Thousands of New Images Show Mars in High Resolution

Gullies at the Edge of Hale Crater, Mars
This image from the High Resolution Imaging Science Experiment (HiRISE) camera on NASA's Mars Reconnaissance Orbiter shows gullies near the edge of Hale crater on southern Mars. The view covers an area about 1 kilometer (0.6 mile) across and was taken on Aug. 3, 2009.

Image Credit: NASA/JPL-Caltech/Univ. of Arizona

Full Image and Caption

PASADENA, Calif. -- Thousands of newly released images from more than 1,500 telescopic observations by NASA's Mars Reconnaissance Orbiter show a wide range of gullies, dunes, craters, geological layering and other features on the Red Planet.
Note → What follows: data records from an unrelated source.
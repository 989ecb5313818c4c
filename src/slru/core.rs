//! slru/core — Slru и SlruGuard.
//!
//! One RwLock guards slot metadata and buffers alike. Exclusive holders get
//! a [`SlruGuard`] and may zero, read, dirty and write pages. Readers of a
//! resident page go through [`Slru::with_page_shared`], which only takes the
//! lock in shared mode and falls back to the exclusive path on a miss.
//!
//! I/O happens with the lock held. The pool is small and page I/O is rare
//! next to lookups, so nothing here tries to drop the lock around reads.

use anyhow::{Context, Result};
use log::{debug, warn};
use parking_lot::{RwLock, RwLockWriteGuard};
use std::sync::Arc;

use super::buffer::{SlotStatus, SlruShared, Victim};
use super::segment::SegmentStore;
use crate::metrics::{
    record_dirty_eviction, record_page_read, record_page_write, record_page_zeroed,
    record_slru_hit, record_slru_miss,
};
use crate::page::{PageLayout, PageNo};
use crate::wal::{Lsn, WalSink};
use crate::xid::TransactionId;

pub struct Slru {
    name: &'static str,
    layout: PageLayout,
    store: SegmentStore,
    shared: RwLock<SlruShared>,
    wal: Arc<dyn WalSink>,
}

pub struct SlruGuard<'a> {
    slru: &'a Slru,
    shared: RwLockWriteGuard<'a, SlruShared>,
}

impl Slru {
    pub fn new(
        name: &'static str,
        store: SegmentStore,
        nslots: usize,
        wal: Arc<dyn WalSink>,
    ) -> Self {
        let layout = *store.layout();
        debug!(
            "{}: {} slots of {} bytes in {}",
            name,
            nslots,
            layout.page_size(),
            store.dir().display()
        );
        Self {
            name,
            layout,
            store,
            shared: RwLock::new(SlruShared::new(nslots, layout.page_size())),
            wal,
        }
    }

    pub fn name(&self) -> &'static str {
        self.name
    }

    pub fn layout(&self) -> &PageLayout {
        &self.layout
    }

    pub fn store(&self) -> &SegmentStore {
        &self.store
    }

    pub fn num_slots(&self) -> usize {
        self.shared.read().slots.len()
    }

    /// Take SlruLock exclusively.
    pub fn lock(&self) -> SlruGuard<'_> {
        SlruGuard {
            slru: self,
            shared: self.shared.write(),
        }
    }

    pub fn latest_page(&self) -> PageNo {
        self.shared.read().latest_page_no
    }

    /// Run `f` over the contents of `page`. Resident pages are read under the
    /// shared lock; otherwise the page is loaded under the exclusive lock.
    pub fn with_page_shared<R, F>(&self, page: PageNo, xid: TransactionId, f: F) -> Result<R>
    where
        F: FnOnce(&[u8]) -> R,
    {
        {
            let sh = self.shared.read();
            if let Some(i) = sh.find(page) {
                sh.touch(i);
                record_slru_hit();
                return Ok(f(&sh.slots[i].buf));
            }
        }
        let mut g = self.lock();
        let slot = g.read_page(page, xid)?;
        Ok(f(g.page(slot)))
    }
}

impl SlruGuard<'_> {
    pub fn latest_page(&self) -> PageNo {
        self.shared.latest_page_no
    }

    pub fn set_latest_page(&mut self, page: PageNo) {
        self.shared.latest_page_no = page;
    }

    pub fn page(&self, slot: usize) -> &[u8] {
        &self.shared.slots[slot].buf
    }

    pub fn page_mut(&mut self, slot: usize) -> &mut [u8] {
        &mut self.shared.slots[slot].buf
    }

    pub fn slot_page(&self, slot: usize) -> Option<PageNo> {
        let s = &self.shared.slots[slot];
        (s.status != SlotStatus::Empty).then_some(s.page_no)
    }

    pub fn is_dirty(&self, slot: usize) -> bool {
        self.shared.slots[slot].dirty
    }

    /// Mark a slot modified; `lsn` (if any) must be flushed before write-back.
    pub fn mark_dirty(&mut self, slot: usize, lsn: Option<Lsn>) {
        let s = &mut self.shared.slots[slot];
        s.dirty = true;
        if let Some(lsn) = lsn {
            if lsn > s.recent_lsn {
                s.recent_lsn = lsn;
            }
        }
    }

    /// Get a slot for `page`, writing back a dirty victim if that is all we have.
    fn claim_slot(&mut self, page: PageNo) -> Result<(usize, bool)> {
        match self.shared.select_victim(page) {
            Victim::Resident(i) => Ok((i, true)),
            Victim::Clean(i) => Ok((i, false)),
            Victim::Dirty(i) => {
                debug!(
                    "{}: evicting dirty page {} for page {}",
                    self.slru.name, self.shared.slots[i].page_no, page
                );
                self.write_page(i)?;
                record_dirty_eviction();
                Ok((i, false))
            }
        }
    }

    /// Assign a slot to `page` filled with zeroes. The slot is left clean;
    /// callers that want the page on disk mark it dirty.
    pub fn zero_page(&mut self, page: PageNo) -> Result<usize> {
        let (slot, _) = self.claim_slot(page)?;
        let s = &mut self.shared.slots[slot];
        s.page_no = page;
        s.status = SlotStatus::Valid;
        s.dirty = false;
        s.recent_lsn = 0;
        s.buf.fill(0);
        self.shared.touch(slot);
        self.shared.latest_page_no = page;
        record_page_zeroed();
        Ok(slot)
    }

    /// Make `page` resident and return its slot.
    pub fn read_page(&mut self, page: PageNo, xid: TransactionId) -> Result<usize> {
        let (slot, resident) = self.claim_slot(page)?;
        if resident {
            self.shared.touch(slot);
            record_slru_hit();
            return Ok(slot);
        }
        record_slru_miss();

        let store = &self.slru.store;
        let s = &mut self.shared.slots[slot];
        s.reset();
        store.read_page(page, &mut s.buf).with_context(|| {
            format!(
                "{}: could not access status of transaction {} (page {})",
                self.slru.name, xid, page
            )
        })?;
        s.page_no = page;
        s.status = SlotStatus::Valid;
        self.shared.touch(slot);
        record_page_read();
        Ok(slot)
    }

    /// Write a dirty slot back, flushing WAL up to its LSN first.
    pub fn write_page(&mut self, slot: usize) -> Result<()> {
        let (page, lsn) = {
            let s = &self.shared.slots[slot];
            if s.status != SlotStatus::Valid || !s.dirty {
                return Ok(());
            }
            (s.page_no, s.recent_lsn)
        };
        if lsn > 0 {
            self.slru.wal.flush(lsn)?;
        }

        let store = &self.slru.store;
        let s = &mut self.shared.slots[slot];
        s.status = SlotStatus::WriteInProgress;
        s.dirty = false;
        let res = store.write_page(page, &s.buf);
        s.status = SlotStatus::Valid;
        if let Err(e) = res {
            s.dirty = true;
            return Err(e.context(format!("{}: write-back of page {}", self.slru.name, page)));
        }
        record_page_write();
        Ok(())
    }

    /// Write every dirty slot. Returns how many went to disk.
    pub fn write_all(&mut self) -> Result<usize> {
        let mut n = 0usize;
        for slot in 0..self.shared.slots.len() {
            if self.shared.slots[slot].dirty {
                self.write_page(slot)?;
                n += 1;
            }
        }
        Ok(n)
    }

    pub fn does_physical_page_exist(&self, page: PageNo) -> Result<bool> {
        self.slru.store.physical_page_exists(page)
    }

    /// Drop every buffered page without writing it.
    pub fn invalidate_all(&mut self) {
        for s in self.shared.slots.iter_mut() {
            s.reset();
        }
    }

    /// Remove every segment wholly before `cutoff_page`, which is first
    /// rounded down to its segment start.
    pub fn truncate(&mut self, cutoff_page: PageNo) -> Result<usize> {
        let layout = self.slru.layout;
        let cutoff = layout.segment_align(cutoff_page);

        // The log's head must not fall into the range being removed.
        if layout.page_precedes(self.shared.latest_page_no, cutoff) {
            warn!(
                "could not truncate directory \"{}\": apparent wraparound",
                self.slru.store.dir().display()
            );
            return Ok(0);
        }

        for s in self.shared.slots.iter_mut() {
            if s.status != SlotStatus::Empty && layout.page_precedes(s.page_no, cutoff) {
                s.reset();
            }
        }
        self.slru.store.unlink_segments(cutoff)
    }
}
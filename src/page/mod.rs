//! Page geometry for the commit-timestamp log.
//!
//! xid -> (page, entry) is a plain division by entries-per-page; pages are
//! grouped 32 to a segment file. Page order is circular: it is derived from
//! the wrap-around order of the first normal xid mapped to each page, so
//! page 0 follows the highest page.

pub mod entry;

use anyhow::{anyhow, Result};

use crate::consts::{
    ENTRY_SIZE, MAX_PAGE_SIZE, MIN_PAGE_SIZE, MIN_SEGMENT_NAME_WIDTH, PAGES_PER_SEGMENT,
};
use crate::xid::{xid_precedes, TransactionId, FIRST_NORMAL_XID, MAX_XID};

pub use entry::{entry_read, entry_write, CommitTsEntry, RepOriginId, TimestampTz, INVALID_ORIGIN};

pub type PageNo = u32;
pub type SegmentNo = u32;

/// Validate page size (power of two in [1 KiB .. 64 KiB]).
pub fn validate_page_size(ps: usize) -> Result<()> {
    if !ps.is_power_of_two() || !(MIN_PAGE_SIZE..=MAX_PAGE_SIZE).contains(&ps) {
        return Err(anyhow!(
            "page_size must be a power of two in [{}..={}], got {}",
            MIN_PAGE_SIZE,
            MAX_PAGE_SIZE,
            ps
        ));
    }
    Ok(())
}

#[derive(Clone, Copy, Debug, PartialEq, Eq)]
pub struct PageLayout {
    page_size: usize,
    entries_per_page: u32,
    pages_per_segment: u32,
}

impl PageLayout {
    pub fn new(page_size: usize) -> Result<Self> {
        validate_page_size(page_size)?;
        Ok(Self {
            page_size,
            entries_per_page: (page_size / ENTRY_SIZE) as u32,
            pages_per_segment: PAGES_PER_SEGMENT,
        })
    }

    #[inline]
    pub fn page_size(&self) -> usize {
        self.page_size
    }

    #[inline]
    pub fn entries_per_page(&self) -> u32 {
        self.entries_per_page
    }

    #[inline]
    pub fn pages_per_segment(&self) -> u32 {
        self.pages_per_segment
    }

    #[inline]
    pub fn page_of(&self, xid: TransactionId) -> PageNo {
        xid / self.entries_per_page
    }

    #[inline]
    pub fn entry_of(&self, xid: TransactionId) -> u32 {
        xid % self.entries_per_page
    }

    /// Byte offset of entry `entryno` inside its page.
    #[inline]
    pub fn entry_offset(&self, entryno: u32) -> usize {
        entryno as usize * ENTRY_SIZE
    }

    /// Highest page number reachable by any xid.
    #[inline]
    pub fn max_page(&self) -> PageNo {
        MAX_XID / self.entries_per_page
    }

    #[inline]
    pub fn segment_of(&self, page: PageNo) -> SegmentNo {
        page / self.pages_per_segment
    }

    #[inline]
    pub fn segment_first_page(&self, seg: SegmentNo) -> PageNo {
        seg * self.pages_per_segment
    }

    /// Last page of a segment; the final segment is short.
    #[inline]
    pub fn segment_last_page(&self, seg: SegmentNo) -> PageNo {
        (seg * self.pages_per_segment + self.pages_per_segment - 1).min(self.max_page())
    }

    #[inline]
    pub fn max_segment(&self) -> SegmentNo {
        self.segment_of(self.max_page())
    }

    /// Byte offset of `page` inside its segment file.
    #[inline]
    pub fn offset_in_segment(&self, page: PageNo) -> u64 {
        (page % self.pages_per_segment) as u64 * self.page_size as u64
    }

    /// Round a page down to the first page of its segment.
    #[inline]
    pub fn segment_align(&self, page: PageNo) -> PageNo {
        page - page % self.pages_per_segment
    }

    /// Hex digits needed to name the highest segment (at least 4).
    pub fn segment_name_width(&self) -> usize {
        let max = self.max_segment();
        let digits = (32 - max.leading_zeros() as usize).div_ceil(4);
        digits.max(MIN_SEGMENT_NAME_WIDTH)
    }

    /// p1 < p2 in circular page order.
    pub fn page_precedes(&self, p1: PageNo, p2: PageNo) -> bool {
        let x1 = p1
            .wrapping_mul(self.entries_per_page)
            .wrapping_add(FIRST_NORMAL_XID);
        let x2 = p2
            .wrapping_mul(self.entries_per_page)
            .wrapping_add(FIRST_NORMAL_XID);
        xid_precedes(x1, x2)
    }

    /// A segment may be unlinked when both its first and last page precede the cutoff.
    pub fn segment_precedes(&self, seg: SegmentNo, cutoff: PageNo) -> bool {
        self.page_precedes(self.segment_first_page(seg), cutoff)
            && self.page_precedes(self.segment_last_page(seg), cutoff)
    }
}

impl Default for PageLayout {
    fn default() -> Self {
        Self {
            page_size: crate::consts::DEFAULT_PAGE_SIZE,
            entries_per_page: (crate::consts::DEFAULT_PAGE_SIZE / ENTRY_SIZE) as u32,
            pages_per_segment: PAGES_PER_SEGMENT,
        }
    }
}

#[cfg(test)]
mod tests {
    use super::*;

    #[test]
    fn default_geometry() {
        let l = PageLayout::default();
        assert_eq!(l.entries_per_page(), 819);
        assert_eq!(l.page_of(100_000), 122);
        assert_eq!(l.page_of(50_000), 61);
        assert_eq!(l.entry_of(819), 0);
        assert_eq!(l.entry_offset(818), 8180);
        assert_eq!(l.max_page(), 5_244_160);
        assert_eq!(l.max_segment(), 0x28028);
        assert_eq!(l.segment_name_width(), 5);
        assert_eq!(l.segment_last_page(l.max_segment()), l.max_page());
        assert_eq!(l.segment_last_page(0), 31);
        assert_eq!(l.offset_in_segment(33), 8192);
    }

    #[test]
    fn small_pages_need_wider_names() {
        let l = PageLayout::new(1024).unwrap();
        assert_eq!(l.entries_per_page(), 102);
        assert_eq!(l.segment_name_width(), 6);
        assert!(PageLayout::new(1000).is_err());
        assert!(PageLayout::new(128 * 1024).is_err());
    }

    #[test]
    fn page_order_is_circular() {
        let l = PageLayout::default();
        assert!(l.page_precedes(10, 11));
        assert!(!l.page_precedes(11, 10));
        assert!(!l.page_precedes(7, 7));
        // page 0 follows the highest page
        assert!(l.page_precedes(l.max_page(), 0));
        assert!(l.page_precedes(l.page_of(0xFFFF_FFFE), l.page_of(3)));
    }

    #[test]
    fn segment_precedes_needs_both_ends() {
        let l = PageLayout::default();
        assert!(l.segment_precedes(0, 32));
        assert!(l.segment_precedes(0, 64));
        assert!(!l.segment_precedes(1, 32));
        assert!(!l.segment_precedes(2, 32));
    }
}
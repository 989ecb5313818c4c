//! Simple LRU page cache over segment files (SLRU).
//!
//! - segment.rs — файлы сегментов: чтение/запись страниц, fsync-очередь, unlink.
//! - buffer.rs  — пул слотов и выбор жертвы.
//! - core.rs    — Slru: единый RwLock над пулом (SlruLock), guard-API для
//!   зануления/чтения/записи страниц и усечения.

pub mod buffer;
pub mod core;
pub mod segment;

pub use self::buffer::SlotStatus;
pub use self::core::{Slru, SlruGuard};
pub use self::segment::SegmentStore;
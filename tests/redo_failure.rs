//! Failed redo during crash recovery must stop the process, not report a
//! plain error and carry on.

#![cfg(unix)]

use anyhow::Result;
use std::fs;
use std::path::PathBuf;
use std::process::Command;

use QuiverCTS::consts::CTS_DIR;
use QuiverCTS::{boot, CtsConfig, PageLayout};

fn unique_root(prefix: &str) -> PathBuf {
    let pid = std::process::id();
    let t = std::time::SystemTime::now()
        .duration_since(std::time::UNIX_EPOCH)
        .unwrap()
        .as_nanos();
    std::env::temp_dir().join(format!("qcts-{}-{}-{}", prefix, pid, t))
}

#[test]
fn unwritable_segment_during_replay_aborts_recover() -> Result<()> {
    let root = unique_root("redo-fatal");
    let cfg = CtsConfig::default()
        .with_tracking(true)
        .with_wal_fsync(false)
        .with_page_size(1024);
    let layout = PageLayout::new(1024)?;
    // захватываем второй сегмент, чтобы активация (страница 0) его не трогала
    let n = layout.entries_per_page() * layout.pages_per_segment() + 100;

    {
        let cts = boot(&root, cfg)?;
        for i in 0..n {
            let xid = cts.assign_xid();
            cts.tree_set_commit_ts(xid, &[], 1_000 + i as i64, 0, true);
        }
        // краш без checkpoint: ZeroPage второго сегмента остаётся в WAL
    }

    let seg1 = root
        .join(CTS_DIR)
        .join(format!("{:0w$X}", 1, w = layout.segment_name_width()));
    if seg1.exists() {
        fs::remove_file(&seg1)?;
    }
    // сегмент-каталог: открыть на запись нельзя, redo ZeroPage упадёт
    fs::create_dir(&seg1)?;

    let out = Command::new(env!("CARGO_BIN_EXE_quiverts"))
        .args(["recover", "--path"])
        .arg(&root)
        .args(["--tracking", "true"])
        .env("RUST_LOG", "error")
        .output()?;

    assert!(!out.status.success());
    // abort, а не обычный выход с кодом 1
    assert_eq!(out.status.code(), None, "status {:?}", out.status);
    let stderr = String::from_utf8_lossy(&out.stderr);
    assert!(stderr.contains("FATAL: commit_ts redo ZEROPAGE"), "{}", stderr);

    let _ = fs::remove_dir_all(&root);
    Ok(())
}
//! Data-directory lock (fs2 advisory lock on <root>/LOCK).
//!
//! - Exclusive: the process that owns the store (boot / recover).
//! - Shared: offline inspection from the CLI; refuses while an owner runs.
//!
//! The lock is released when the guard drops.

use anyhow::{Context, Result};
use fs2::FileExt;
use std::fs::{File, OpenOptions};
use std::path::{Path, PathBuf};

use crate::consts::LOCK_FILE;

#[derive(Debug, Clone, Copy, PartialEq, Eq)]
pub enum LockMode {
    Shared,
    Exclusive,
}

#[derive(Debug)]
pub struct LockGuard {
    file: File,
    path: PathBuf,
    mode: LockMode,
}

impl LockGuard {
    pub fn path(&self) -> &Path {
        &self.path
    }

    pub fn mode(&self) -> LockMode {
        self.mode
    }
}

impl Drop for LockGuard {
    fn drop(&mut self) {
        let _ = self.file.unlock();
    }
}

fn open_lock_file(root: &Path) -> Result<(File, PathBuf)> {
    let path = root.join(LOCK_FILE);
    let f = OpenOptions::new()
        .create(true)
        .read(true)
        .write(true)
        .open(&path)
        .with_context(|| format!("open lock file {}", path.display()))?;
    Ok((f, path))
}

/// Blocks until the lock is granted.
pub fn acquire_lock(root: &Path, mode: LockMode) -> Result<LockGuard> {
    let (file, path) = open_lock_file(root)?;
    match mode {
        LockMode::Shared => file
            .lock_shared()
            .with_context(|| format!("lock_shared {}", path.display()))?,
        LockMode::Exclusive => file
            .lock_exclusive()
            .with_context(|| format!("lock_exclusive {}", path.display()))?,
    }
    Ok(LockGuard { file, path, mode })
}

/// Fails immediately if a conflicting lock is held.
pub fn try_acquire_lock(root: &Path, mode: LockMode) -> Result<LockGuard> {
    let (file, path) = open_lock_file(root)?;
    match mode {
        LockMode::Shared => file.try_lock_shared().with_context(|| {
            format!("{} is owned by a running process", root.display())
        })?,
        LockMode::Exclusive => file.try_lock_exclusive().with_context(|| {
            format!("{} is already locked by another process", root.display())
        })?,
    }
    Ok(LockGuard { file, path, mode })
}

pub fn try_acquire_exclusive_lock(root: &Path) -> Result<LockGuard> {
    try_acquire_lock(root, LockMode::Exclusive)
}

pub fn try_acquire_shared_lock(root: &Path) -> Result<LockGuard> {
    try_acquire_lock(root, LockMode::Shared)
}
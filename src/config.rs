//! Centralized configuration for the commit-timestamp store.
//!
//! - CtsConfig::from_env() reads CTS_* variables; anything unset keeps its default.
//! - with_* setters override single fields (tests and the CLI use these).
//! - The buffer pool size follows the shared_buffers policy unless `buffers`
//!   pins it explicitly.

use std::fmt;

use anyhow::Result;
use serde::Serialize;

use crate::consts::{
    CTS_BUFFERS_DIVISOR, DEFAULT_PAGE_SIZE, DEFAULT_SHARED_BUFFERS, MAX_CTS_BUFFERS,
    MIN_CTS_BUFFERS,
};
use crate::page::validate_page_size;

/// When dirty segment writes reach stable storage.
#[derive(Clone, Copy, Debug, PartialEq, Eq, Serialize)]
pub enum FsyncMode {
    /// Segments are queued and fsync'ed together at checkpoint.
    Deferred,
    /// Every page write-back is followed by an fsync of its segment.
    Immediate,
}

impl FsyncMode {
    fn parse(s: &str) -> Option<Self> {
        match s.trim().to_ascii_lowercase().as_str() {
            "deferred" | "checkpoint" => Some(FsyncMode::Deferred),
            "immediate" | "always" => Some(FsyncMode::Immediate),
            _ => None,
        }
    }
}

impl fmt::Display for FsyncMode {
    fn fmt(&self, f: &mut fmt::Formatter<'_>) -> fmt::Result {
        match self {
            FsyncMode::Deferred => write!(f, "deferred"),
            FsyncMode::Immediate => write!(f, "immediate"),
        }
    }
}

#[derive(Clone, Debug, Serialize)]
pub struct CtsConfig {
    /// Whether commit timestamps are tracked.
    /// Env: CTS_TRACKING_ENABLED (default false; "1|true|on|yes" => true)
    pub tracking_enabled: bool,

    /// Page size in bytes; power of two in [1 KiB .. 64 KiB].
    /// Env: CTS_PAGE_SIZE (default 8192)
    pub page_size: usize,

    /// Engine-wide buffer count the CTS pool is derived from.
    /// Env: CTS_SHARED_BUFFERS (default 16384)
    pub shared_buffers: usize,

    /// Explicit pool size override (None => min(16, max(4, shared_buffers/1024))).
    /// Env: CTS_BUFFERS
    pub buffers: Option<usize>,

    /// Segment fsync policy.
    /// Env: CTS_FSYNC_MODE = deferred|immediate (default deferred)
    pub fsync_mode: FsyncMode,

    /// fsync the WAL file on flush (off only for throwaway data).
    /// Env: CTS_WAL_FSYNC (default true)
    pub wal_fsync: bool,
}

impl Default for CtsConfig {
    fn default() -> Self {
        Self {
            tracking_enabled: false,
            page_size: DEFAULT_PAGE_SIZE,
            shared_buffers: DEFAULT_SHARED_BUFFERS,
            buffers: None,
            fsync_mode: FsyncMode::Deferred,
            wal_fsync: true,
        }
    }
}

fn env_flag(v: &str) -> bool {
    let s = v.trim().to_ascii_lowercase();
    s == "1" || s == "true" || s == "yes" || s == "on"
}

impl CtsConfig {
    pub fn from_env() -> Self {
        let mut cfg = Self::default();

        if let Ok(v) = std::env::var("CTS_TRACKING_ENABLED") {
            cfg.tracking_enabled = env_flag(&v);
        }

        if let Ok(v) = std::env::var("CTS_PAGE_SIZE") {
            if let Ok(n) = v.trim().parse::<usize>() {
                cfg.page_size = n;
            }
        }

        if let Ok(v) = std::env::var("CTS_SHARED_BUFFERS") {
            if let Ok(n) = v.trim().parse::<usize>() {
                cfg.shared_buffers = n;
            }
        }

        if let Ok(v) = std::env::var("CTS_BUFFERS") {
            if let Ok(n) = v.trim().parse::<usize>() {
                cfg.buffers = Some(n);
            }
        }

        if let Ok(v) = std::env::var("CTS_FSYNC_MODE") {
            if let Some(m) = FsyncMode::parse(&v) {
                cfg.fsync_mode = m;
            }
        }

        if let Ok(v) = std::env::var("CTS_WAL_FSYNC") {
            cfg.wal_fsync = env_flag(&v);
        }

        cfg
    }

    pub fn with_tracking(mut self, on: bool) -> Self {
        self.tracking_enabled = on;
        self
    }

    pub fn with_page_size(mut self, ps: usize) -> Self {
        self.page_size = ps;
        self
    }

    pub fn with_shared_buffers(mut self, n: usize) -> Self {
        self.shared_buffers = n;
        self
    }

    pub fn with_buffers(mut self, n: Option<usize>) -> Self {
        self.buffers = n;
        self
    }

    pub fn with_fsync_mode(mut self, m: FsyncMode) -> Self {
        self.fsync_mode = m;
        self
    }

    pub fn with_wal_fsync(mut self, on: bool) -> Self {
        self.wal_fsync = on;
        self
    }

    /// Number of SLRU slots.
    pub fn pool_size(&self) -> usize {
        match self.buffers {
            Some(n) => n.max(MIN_CTS_BUFFERS),
            None => (self.shared_buffers / CTS_BUFFERS_DIVISOR)
                .clamp(MIN_CTS_BUFFERS, MAX_CTS_BUFFERS),
        }
    }

    pub fn validate(&self) -> Result<()> {
        validate_page_size(self.page_size)
    }
}

impl fmt::Display for CtsConfig {
    fn fmt(&self, f: &mut fmt::Formatter<'_>) -> fmt::Result {
        write!(
            f,
            "CtsConfig {{ \
             tracking_enabled: {}, \
             page_size: {}, \
             shared_buffers: {}, \
             buffers: {}, \
             fsync_mode: {}, \
             wal_fsync: {} \
             }}",
            self.tracking_enabled,
            self.page_size,
            self.shared_buffers,
            self.buffers
                .map(|v| v.to_string())
                .unwrap_or_else(|| format!("default({})", self.pool_size())),
            self.fsync_mode,
            self.wal_fsync,
        )
    }
}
The High Resolution Imaging Science Experiment (HiRISE) camera on the orbiter recorded these images from the month of April through early August of this year. The camera team at the University of Arizona, Tucson, releases several featured images each week and periodically releases much larger sets of new images, such as the batch posted today.

The new images are available at http://hirise.lpl.arizona.edu/releases/sept_09.php.

Each full image from HiRISE covers a strip of Martian ground 6 kilometers (3.7 miles) wide, about two to four times that long, showing details as small as 1 meter, or yard, across.

The Mars Reconnaissance Orbiter has been studying Mars with an advanced set of instruments since 2006. It has returned more data about the planet than all other past and current missions to Mars combined. For more information about the mission, visit: http://www.nasa.gov/mro.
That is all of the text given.